Every line containing "Deserialize" should be identified and copied from the data below.

[Extracted records]
===

use chrono::{DateTime, NaiveDate, Utc};
use serde::{Deserialize, Serialize};
use uuid::Uuid;

#[derive(Debug, Clone, PartialEq, sqlx::FromRow, Serialize, Deserialize)]
pub struct Employee {
    pub id: Uuid,
    pub first_name: String,
    pub last_name: String,
    pub email: String,
    pub phone: Option<String>,
    pub date_of_birth: Option<NaiveDate>,
    pub hire_date: NaiveDate,
    pub department_id: Option<Uuid>,
    pub position_id: Option<Uuid>,
    pub is_active: bool,
    pub created_at: DateTime<Utc>,
    pub updated_at: DateTime<Utc>,
}

/// Employee row joined with its department and position names.
#[derive(Debug, Clone, sqlx::FromRow, Serialize, Deserialize)]
pub struct EmployeeListItem {
    pub id: Uuid,
    pub first_name: String,
    pub last_name: String,
    pub email: String,
    pub phone: Option<String>,
    pub hire_date: NaiveDate,
    pub is_active: bool,
    pub department_id: Option<Uuid>,
    pub department_name: Option<String>,
    pub position_id: Option<Uuid>,
    pub position_name: Option<String>,
}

===

SOLUTION BELOW:
use serde::{Deserialize, Serialize};
#[derive(Debug, Clone, PartialEq, sqlx::FromRow, Serialize, Deserialize)]
#[derive(Debug, Clone, sqlx::FromRow, Serialize, Deserialize)]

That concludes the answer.